Of course, this addresses only the dog’s basic diet. If you feed a lot of treats, check the caloric content of the treats and reduce your dog’s food by about the amount of calories you are feeding him in treats. Because dog foods are complete and balanced and treats are not, however, you shouldn’t replace too many of his food calories with treats.

Most dogs care more about the number of treats they get than the size of each treat; it’s more rewarding for a dog to receive several small treats than one big one. Using tiny treats will help you reward your dog without adding too many extra calories. 

5. Weigh your dog frequently, especially when first starting a weight-loss program – at least once a week. If your dog is too heavy to pick up, you’ll need to go to your veterinarian’s office in order to get an accurate weight. 

Once your dog begins losing weight steadily, you can go longer between weigh-ins, but recheck at least twice a month to make sure you’re still on track. It’s easy to slip back into giving too much food and undo much of the good you’ve done if you rely solely on how your dog looks and feels. By the time you notice a difference, your dog could have gained a lot of weight back. 

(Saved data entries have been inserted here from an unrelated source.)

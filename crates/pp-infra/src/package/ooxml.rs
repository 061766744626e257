use std::fs::File;
use std::io::{self, BufReader, Read, Seek, Write};
use std::path::Path;

use tracing::debug;
use zip::result::ZipError;
use zip::ZipArchive;

use super::error::PackageError;
use super::xml;

/// Relationship type URIs used to navigate a presentation package.
pub mod rel_types {
    pub const OFFICE_DOCUMENT: &str =
        "http://schemas.openxmlformats.org/officeDocument/2006/relationships/officeDocument";
    pub const THUMBNAIL: &str =
        "http://schemas.openxmlformats.org/package/2006/relationships/metadata/thumbnail";
    pub const SLIDE: &str =
        "http://schemas.openxmlformats.org/officeDocument/2006/relationships/slide";
}

const DEFAULT_MAIN_DOCUMENT: &str = "ppt/presentation.xml";

#[derive(Debug, Clone, PartialEq, Eq)]
pub struct Relationship {
    pub id: String,
    pub rel_type: String,
    /// Target as written, relative to the source part's folder.
    pub target: String,
    pub external: bool,
}

/// A read-only open presentation package.
pub struct PresentationPackage<R> {
    archive: ZipArchive<R>,
}

impl PresentationPackage<BufReader<File>> {
    pub fn open(path: &Path) -> Result<Self, PackageError> {
        let file = File::open(path)?;
        Self::from_reader(BufReader::new(file))
    }
}

impl<R: Read + Seek> PresentationPackage<R> {
    pub fn from_reader(reader: R) -> Result<Self, PackageError> {
        Ok(Self {
            archive: ZipArchive::new(reader)?,
        })
    }

    pub fn has_part(&self, part: &str) -> bool {
        self.archive.index_for_name(part).is_some()
    }

    fn read_part_string(&mut self, part: &str) -> Result<Option<String>, PackageError> {
        let mut entry = match self.archive.by_name(part) {
            Ok(entry) => entry,
            Err(ZipError::FileNotFound) => return Ok(None),
            Err(err) => return Err(err.into()),
        };
        let mut content = String::new();
        entry.read_to_string(&mut content)?;
        Ok(Some(content))
    }

    /// Relationships of `source_part`; `""` means the package itself.
    /// A part without a relationships part has none.
    pub fn relationships(&mut self, source_part: &str) -> Result<Vec<Relationship>, PackageError> {
        let rels_part = rels_part_for(source_part);
        let Some(content) = self.read_part_string(&rels_part)? else {
            return Ok(Vec::new());
        };

        Ok(xml::relationships(&rels_part, &content)?
            .into_iter()
            .map(|(id, rel_type, target, mode)| Relationship {
                id,
                rel_type,
                target,
                external: mode.is_some_and(|m| m.eq_ignore_ascii_case("External")),
            })
            .collect())
    }

    /// Part names reachable with relationship type `rel_type` from the
    /// package or from the main document, in that order.
    pub fn parts_of_type(&mut self, rel_type: &str) -> Result<Vec<String>, PackageError> {
        let main = self.main_document_part()?;
        let mut parts = Vec::new();
        for source in ["", main.as_str()] {
            for rel in self.relationships(source)? {
                if rel.rel_type == rel_type && !rel.external {
                    let part = resolve_target(source, &rel.target);
                    if self.has_part(&part) && !parts.contains(&part) {
                        parts.push(part);
                    }
                }
            }
        }
        Ok(parts)
    }

    pub fn main_document_part(&mut self) -> Result<String, PackageError> {
        let from_rels = self
            .relationships("")?
            .into_iter()
            .find(|rel| rel.rel_type == rel_types::OFFICE_DOCUMENT && !rel.external)
            .map(|rel| resolve_target("", &rel.target));
        Ok(from_rels.unwrap_or_else(|| DEFAULT_MAIN_DOCUMENT.to_string()))
    }

    pub fn thumbnail_part(&mut self) -> Result<Option<String>, PackageError> {
        Ok(self.parts_of_type(rel_types::THUMBNAIL)?.into_iter().next())
    }

    /// Stream `part` byte-for-byte into `writer`.
    pub fn copy_part<W: Write>(&mut self, part: &str, writer: &mut W) -> Result<u64, PackageError> {
        let mut entry = match self.archive.by_name(part) {
            Ok(entry) => entry,
            Err(ZipError::FileNotFound) => return Err(PackageError::MissingPart(part.to_string())),
            Err(err) => return Err(err.into()),
        };
        Ok(io::copy(&mut entry, writer)?)
    }

    /// The first slide in presentation order (`sldIdLst`), not archive order.
    pub fn first_slide_part(&mut self) -> Result<Option<String>, PackageError> {
        let main = self.main_document_part()?;
        let Some(content) = self.read_part_string(&main)? else {
            return Ok(None);
        };
        let Some(first_id) = xml::slide_id_relationships(&main, &content)?.into_iter().next() else {
            return Ok(None);
        };

        let slide = self
            .relationships(&main)?
            .into_iter()
            .find(|rel| rel.id == first_id && !rel.external)
            .map(|rel| resolve_target(&main, &rel.target));
        Ok(slide)
    }

    pub fn slide_text_runs(&mut self, slide_part: &str) -> Result<Vec<String>, PackageError> {
        let content = self
            .read_part_string(slide_part)?
            .ok_or_else(|| PackageError::MissingPart(slide_part.to_string()))?;
        xml::text_runs(slide_part, &content)
    }

    /// First text run of the first slide that is not blank, trimmed.
    pub fn first_slide_title(&mut self) -> Result<Option<String>, PackageError> {
        let Some(slide) = self.first_slide_part()? else {
            debug!("package has no slides");
            return Ok(None);
        };
        let title = self
            .slide_text_runs(&slide)?
            .into_iter()
            .map(|run| run.trim().to_string())
            .find(|run| !run.is_empty());
        Ok(title)
    }
}

/// `ppt/presentation.xml` → `ppt/_rels/presentation.xml.rels`, `""` → `_rels/.rels`.
fn rels_part_for(source_part: &str) -> String {
    match source_part.rsplit_once('/') {
        Some((dir, name)) => format!("{dir}/_rels/{name}.rels"),
        None if source_part.is_empty() => "_rels/.rels".to_string(),
        None => format!("_rels/{source_part}.rels"),
    }
}

/// Resolve a relationship target against the folder of `source_part`.
fn resolve_target(source_part: &str, target: &str) -> String {
    if let Some(absolute) = target.strip_prefix('/') {
        return normalize(absolute.split('/'));
    }
    let base = source_part.rsplit_once('/').map(|(dir, _)| dir).unwrap_or("");
    normalize(base.split('/').chain(target.split('/')))
}

fn normalize<'a>(segments: impl Iterator<Item = &'a str>) -> String {
    let mut out: Vec<&str> = Vec::new();
    for segment in segments {
        match segment {
            "" | "." => {}
            ".." => {
                out.pop();
            }
            other => out.push(other),
        }
    }
    out.join("/")
}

6. Increase your dog’s exercise –but slowly. Regular exercise is also an essential component of a successful weight-loss program. Proper exercise not only burns calories, but also helps to burn fat and build muscle, improving body condition. As your dog loses weight and gains muscle, he will feel better and become more active, which will speed up the weight-loss process.

If your dog is not used to exercise, don’t try to do too much too soon. Start with very short sessions tailored to your dog’s capabilities, such as on-leash walks that gradually lengthen as your dog’s exercise tolerance increases. Don’t exercise your dog to the point where he is sore afterward. Non-weight-bearing exercise, such as swimming, is ideal for dogs with joint problems, and for other dogs as well. Again, start slowly, using a dog life jacket if that helps him to feel more comfortable in the water. 

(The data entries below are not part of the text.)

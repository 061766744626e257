use clap::Parser;
use pp_console::Cli;

#[tokio::main]
async fn main() -> anyhow::Result<()> {
    let cli = Cli::parse();
    pp_console::run(cli).await
}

If your dog is older or has health problems, consult with your veterinarian before beginning an exercise program. If your dog is really reluctant to exercise, it could be a sign that something’s wrong. A trial of pain medication can help you figure out whether your dog’s lack of activity is related to discomfort.

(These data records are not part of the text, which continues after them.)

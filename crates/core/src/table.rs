//! Row-aligned tables exchanged between a table store and its views.

use crate::error::{Error, Result};
use crate::op::Op;
use crate::scalar::Scalar;
use crate::schema::Schema;
use crate::types::DataType;
use alloc::format;
use alloc::vec::Vec;

/// Name of the primary key column of a flattened batch.
pub const PKEY_COLUMN: &str = "psp_pkey";
/// Name of the operation code column of a flattened batch.
pub const OP_COLUMN: &str = "psp_op";

/// A small column-major table.
#[derive(Clone, Debug, Default, PartialEq)]
pub struct DataTable {
    schema: Schema,
    columns: Vec<Vec<Scalar>>,
    num_rows: usize,
}

impl DataTable {
    /// Creates an empty table with the given schema.
    pub fn new(schema: Schema) -> Self {
        let columns = (0..schema.len()).map(|_| Vec::new()).collect();
        Self {
            schema,
            columns,
            num_rows: 0,
        }
    }

    /// Creates an empty flattened batch: `psp_pkey`, `psp_op`, then the data
    /// columns of `data`.
    pub fn flattened(pkey_type: DataType, data: &Schema) -> Result<Self> {
        let mut builder = Schema::builder()
            .column(PKEY_COLUMN, pkey_type)?
            .column(OP_COLUMN, DataType::UInt8)?;
        for (name, dt) in data.columns().iter().zip(data.types()) {
            builder = builder.column(name.clone(), *dt)?;
        }
        Ok(Self::new(builder.build()))
    }

    /// Creates a table from whole columns, which must all have equal length.
    pub fn from_columns(schema: Schema, columns: Vec<Vec<Scalar>>) -> Result<Self> {
        if columns.len() != schema.len() {
            return Err(Error::invalid_operation(format!(
                "expected {} columns, got {}",
                schema.len(),
                columns.len()
            )));
        }
        let num_rows = columns.first().map(|c| c.len()).unwrap_or(0);
        if columns.iter().any(|c| c.len() != num_rows) {
            return Err(Error::invalid_operation("columns have unequal lengths"));
        }
        Ok(Self {
            schema,
            columns,
            num_rows,
        })
    }

    /// Appends one row.
    pub fn push_row(&mut self, row: Vec<Scalar>) -> Result<()> {
        if row.len() != self.columns.len() {
            return Err(Error::invalid_operation(format!(
                "row has {} values, table has {} columns",
                row.len(),
                self.columns.len()
            )));
        }
        for (column, value) in self.columns.iter_mut().zip(row) {
            column.push(value);
        }
        self.num_rows += 1;
        Ok(())
    }

    /// Appends one row to a flattened batch.
    pub fn push_flattened(&mut self, pkey: Scalar, op: Op, mut values: Vec<Scalar>) -> Result<()> {
        values.insert(0, Scalar::from(op.code()));
        values.insert(0, pkey);
        self.push_row(values)
    }

    #[inline]
    pub fn schema(&self) -> &Schema {
        &self.schema
    }

    /// Returns the number of rows.
    #[inline]
    pub fn size(&self) -> usize {
        self.num_rows
    }

    #[inline]
    pub fn is_empty(&self) -> bool {
        self.num_rows == 0
    }

    /// Returns a column by name.
    pub fn get_column(&self, name: &str) -> Option<&[Scalar]> {
        self.schema
            .get_column_index(name)
            .map(|idx| self.columns[idx].as_slice())
    }

    /// Returns a column by name, failing if it is absent.
    pub fn get_const_column(&self, name: &str) -> Result<&[Scalar]> {
        self.get_column(name)
            .ok_or_else(|| Error::column_not_found(name))
    }

    /// Returns a single cell.
    pub fn get_scalar(&self, col: usize, row: usize) -> Option<&Scalar> {
        self.columns.get(col).and_then(|c| c.get(row))
    }
}

/// The six row-aligned tables describing one steady-state mutation batch.
///
/// Only `flattened` is needed to track which rows changed. The other tables
/// describe per-cell value transitions for views that aggregate or pivot.
#[derive(Clone, Debug, Default)]
pub struct StepBatch {
    /// Primary key, op code and new values of each mutated row
    pub flattened: DataTable,
    /// Numeric difference between current and previous values
    pub delta: DataTable,
    /// Values before the batch
    pub prev: DataTable,
    /// Values after the batch
    pub curr: DataTable,
    /// `ValueTransition` code per cell
    pub transitions: DataTable,
    /// Whether each row existed before the batch
    pub existed: DataTable,
}

impl StepBatch {
    /// Creates a batch whose auxiliary tables are empty.
    pub fn new(flattened: DataTable) -> Self {
        Self {
            flattened,
            ..Default::default()
        }
    }
}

7. Keep your eyes on the prize: more time to enjoy with a healthier, happier dog. Your dog may not be happy about his new diet at first; he may start begging, counter-surfing, and even going through the kitchen trash, looking for a few extra calories. Give him a carrot to munch on – but don’t give in and give him fatty treats. Soon enough, as you begin to spend more time with him walking, and as his body begins to feel lighter and less burdened with all that extra weight, he’ll start to enjoy those walks more and worry less about how many kibbles are in his bowl.